When Carcross/Tagish First Nation (C/TFN) negotiated their land claim agreements, members of the First Nation where ask to pick 8 ha parcels of land on an individual basis. These parcels have been chosen throughout C/TFN’s Traditional Territory, often based on past family use areas or particular values associated with a site, such as view or proximity to a lake or creek. Some of these sites have been registered as S-Sites, some have been amalgamated into larger C- and R-blocks of Settlement Land.
The result was the creation of a mosaic of land parcels selected throughout C/TFN’s Traditional Territory alongside an expectation that Citizens would have exclusive rights to these selections. Since then, close to 20 years have passed and the demographic landscape of the Yukon and that of First Nations has changed.

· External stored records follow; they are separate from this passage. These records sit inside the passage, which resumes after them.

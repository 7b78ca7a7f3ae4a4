// This Source Code Form is subject to the terms of the Mozilla Public
// License, v. 2.0. If a copy of the MPL was not distributed with this
// file, You can obtain one at https://mozilla.org/MPL/2.0/.

//! Decoded texture with sampling parameters.

use std::sync::Arc;

use image::DynamicImage;

/// Minification filter.
#[derive(Debug, Clone, Copy, PartialEq, Eq)]
pub enum MinFilter {
    Linear,
    LinearMipmapLinear,
    Nearest,
}

/// Magnification filter.
#[derive(Debug, Clone, Copy, PartialEq, Eq)]
pub enum MagFilter {
    Linear,
    Nearest,
}

/// Wrap mode, per texture axis.
#[derive(Debug, Clone, Copy, PartialEq, Eq)]
pub enum WrapMode {
    Repeat,
    ClampToEdge,
    MirroredRepeat,
}

/// A decoded texture image plus the sampling state the host should use.
#[derive(Debug, Clone)]
pub struct Texture {
    url: String,
    image: DynamicImage,
    pub min_filter: MinFilter,
    pub mag_filter: MagFilter,
    pub wrap_s: WrapMode,
    pub wrap_t: WrapMode,
    pub wrap_r: WrapMode,
}

/// Shared texture handle. The importer caches one handle per distinct URL;
/// hosts may compare handles by identity (`Arc::ptr_eq`) to share GPU
/// resources between drawables.
pub type TextureHandle = Arc<Texture>;

impl Texture {
    /// Wrap a decoded image with the importer's standard sampling state:
    /// trilinear minification, nearest magnification, repeat on all axes.
    pub fn with_default_sampling(url: impl Into<String>, image: DynamicImage) -> Self {
        Self {
            url: url.into(),
            image,
            min_filter: MinFilter::LinearMipmapLinear,
            mag_filter: MagFilter::Nearest,
            wrap_s: WrapMode::Repeat,
            wrap_t: WrapMode::Repeat,
            wrap_r: WrapMode::Repeat,
        }
    }

    /// Source URL the texture was resolved from.
    #[inline]
    pub fn url(&self) -> &str {
        &self.url
    }

    /// Decoded image data.
    #[inline]
    pub fn image(&self) -> &DynamicImage {
        &self.image
    }

    #[inline]
    pub fn width(&self) -> u32 {
        self.image.width()
    }

    #[inline]
    pub fn height(&self) -> u32 {
        self.image.height()
    }
}

#[cfg(test)]
mod tests {
    use super::*;

    #[test]
    fn test_default_sampling_state() {
        let img = DynamicImage::new_rgba8(2, 2);
        let tex = Texture::with_default_sampling("facade.png", img);

        assert_eq!(tex.url(), "facade.png");
        assert_eq!(tex.min_filter, MinFilter::LinearMipmapLinear);
        assert_eq!(tex.mag_filter, MagFilter::Nearest);
        assert_eq!(tex.wrap_s, WrapMode::Repeat);
        assert_eq!(tex.wrap_t, WrapMode::Repeat);
        assert_eq!(tex.wrap_r, WrapMode::Repeat);
        assert_eq!(tex.width(), 2);
    }
}
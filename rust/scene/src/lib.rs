// This Source Code Form is subject to the terms of the Mozilla Public
// License, v. 2.0. If a copy of the MPL was not distributed with this
// file, You can obtain one at https://mozilla.org/MPL/2.0/.

//! # Renderer-neutral scene graph
//!
//! Output data structures of the CityGML importer: a node hierarchy
//! (groups, matrix transforms, proxy references) carrying batched mesh
//! drawables with flat `Vec<f32>` position/texcoord buffers, `Vec<u32>`
//! triangle indices, resolved materials and decoded textures.
//!
//! A rendering host walks this structure and uploads buffers to its own
//! backend; nothing here draws. Normals are deliberately absent — the host
//! runs its normal-smoothing pass over the finished graph.

pub mod drawable;
pub mod material;
pub mod node;
pub mod texture;

// Re-export nalgebra types for convenience
pub use nalgebra::{Matrix4, Point3, Vector3};

pub use drawable::{Drawable, LabelDrawable, MeshDrawable};
pub use material::{MaterialState, RenderState};
pub use node::{GroupNode, Node, ProxyNode, TransformNode};
pub use texture::{MagFilter, MinFilter, Texture, TextureHandle, WrapMode};
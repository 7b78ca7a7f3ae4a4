// This Source Code Form is subject to the terms of the Mozilla Public
// License, v. 2.0. If a copy of the MPL was not distributed with this
// file, You can obtain one at https://mozilla.org/MPL/2.0/.

//! Growable per-batch buffers shared by the geometry batcher and the
//! single-object aggregator.

use citygml_scene_graph::{MeshDrawable, TextureHandle};
use citygml_scene_model::Polygon;
use nalgebra::Vector3;

/// Accumulates vertices, texture coordinates and rebased triangle indices
/// for one batch key (texture URL or coarse material bucket).
///
/// Created lazily when a key is first seen during one traversal scope and
/// consumed into exactly one drawable at the end of it. Indices are always
/// relative to this accumulator's own vertex buffer.
#[derive(Debug, Default)]
pub(crate) struct MaterialArrays {
    pub positions: Vec<f32>,
    pub tex_coords: Vec<f32>,
    pub indices: Vec<u32>,
    pub texture: Option<TextureHandle>,
}

impl MaterialArrays {
    pub fn new() -> Self {
        Self::default()
    }

    #[inline]
    pub fn vertex_count(&self) -> usize {
        self.positions.len() / 3
    }

    #[inline]
    pub fn is_empty(&self) -> bool {
        self.positions.is_empty()
    }

    /// Append one polygon: indices rebased by the running vertex count,
    /// vertices shifted by the global offset, texture coordinates for the
    /// active theme when requested and present.
    ///
    /// The shift is subtracted in f64 *before* narrowing to f32; large
    /// georeferenced coordinates would otherwise lose meters of precision.
    pub fn append_polygon(
        &mut self,
        polygon: &Polygon,
        theme: &str,
        offset: &Vector3<f64>,
        with_tex_coords: bool,
    ) {
        let base = self.vertex_count() as u32;

        self.indices.reserve(polygon.indices().len());
        self.indices
            .extend(polygon.indices().iter().map(|&i| i + base));

        self.positions.reserve(polygon.vertices().len() * 3);
        for v in polygon.vertices() {
            self.positions.push((v.x - offset.x) as f32);
            self.positions.push((v.y - offset.y) as f32);
            self.positions.push((v.z - offset.z) as f32);
        }

        if with_tex_coords {
            if let Some(coords) = polygon.tex_coords_for(theme) {
                self.tex_coords.reserve(coords.len() * 2);
                for uv in coords {
                    self.tex_coords.push(uv[0]);
                    self.tex_coords.push(uv[1]);
                }
            }
        }
    }

    /// Consume the buffers into a drawable. The accumulator must not be
    /// reused afterwards.
    pub fn into_drawable(self, name: impl Into<String>) -> MeshDrawable {
        let mut drawable = MeshDrawable::new(name);
        drawable.positions = self.positions;
        drawable.tex_coords = self.tex_coords;
        drawable.indices = self.indices;
        drawable.texture = self.texture;
        drawable
    }
}
// This Source Code Form is subject to the terms of the Mozilla Public
// License, v. 2.0. If a copy of the MPL was not distributed with this
// file, You can obtain one at https://mozilla.org/MPL/2.0/.

//! Geometry node: an LOD-tagged collection of polygons with nested children.

use crate::polygon::Polygon;

/// Surface classification of a geometry, used as a drawable tag and for
/// default-material fallbacks downstream.
#[derive(Debug, Clone, Copy, PartialEq, Eq, Hash)]
pub enum GeometryKind {
    Unknown,
    Wall,
    Roof,
    Ground,
    Closure,
    Floor,
    Ceiling,
    OuterWall,
    OuterFloor,
    OuterCeiling,
}

impl GeometryKind {
    /// Human-readable name, matching the CityGML surface type spelling.
    pub fn type_name(&self) -> &'static str {
        match self {
            GeometryKind::Unknown => "Unknown",
            GeometryKind::Wall => "Wall",
            GeometryKind::Roof => "Roof",
            GeometryKind::Ground => "Ground",
            GeometryKind::Closure => "Closure",
            GeometryKind::Floor => "Floor",
            GeometryKind::Ceiling => "Ceiling",
            GeometryKind::OuterWall => "OuterWall",
            GeometryKind::OuterFloor => "OuterFloor",
            GeometryKind::OuterCeiling => "OuterCeiling",
        }
    }
}

/// A geometry of a city object: polygons at one LOD plus nested child
/// geometries. Sibling order is preserved from the source document; the
/// importer's batching runs depend on it.
#[derive(Debug, Clone)]
pub struct Geometry {
    kind: GeometryKind,
    lod: u32,
    polygons: Vec<Polygon>,
    children: Vec<Geometry>,
}

impl Geometry {
    pub fn new(kind: GeometryKind, lod: u32) -> Self {
        Self {
            kind,
            lod,
            polygons: Vec::new(),
            children: Vec::new(),
        }
    }

    #[inline]
    pub fn kind(&self) -> GeometryKind {
        self.kind
    }

    /// Level of detail; higher means more detailed.
    #[inline]
    pub fn lod(&self) -> u32 {
        self.lod
    }

    #[inline]
    pub fn polygons(&self) -> &[Polygon] {
        &self.polygons
    }

    #[inline]
    pub fn children(&self) -> &[Geometry] {
        &self.children
    }

    pub fn push_polygon(&mut self, polygon: Polygon) {
        self.polygons.push(polygon);
    }

    pub fn push_child(&mut self, child: Geometry) {
        self.children.push(child);
    }

    /// Builder-style polygon append.
    pub fn with_polygon(mut self, polygon: Polygon) -> Self {
        self.polygons.push(polygon);
        self
    }

    /// Builder-style child append.
    pub fn with_child(mut self, child: Geometry) -> Self {
        self.children.push(child);
        self
    }
}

As Government of C/TFN is developing its land management legislation, its Citizens have to come to terms with the traditional way of dispersing residential sites throughout their traditional territory being non-sustainable. Thus, Government of C/TFN aims to develop a land management systems and legislation that balances respect for traditional values with the application of land use principles commonly applied in urban environments, i.e., densification of residential areas in terms of parcel size, building footprint and number of dwelling units per building. As C/TFN aims to protect their land base for generations to come, they set new development standards, such as for the size of parcels, buildings and their location that go beyond current Yukon government land management legislation.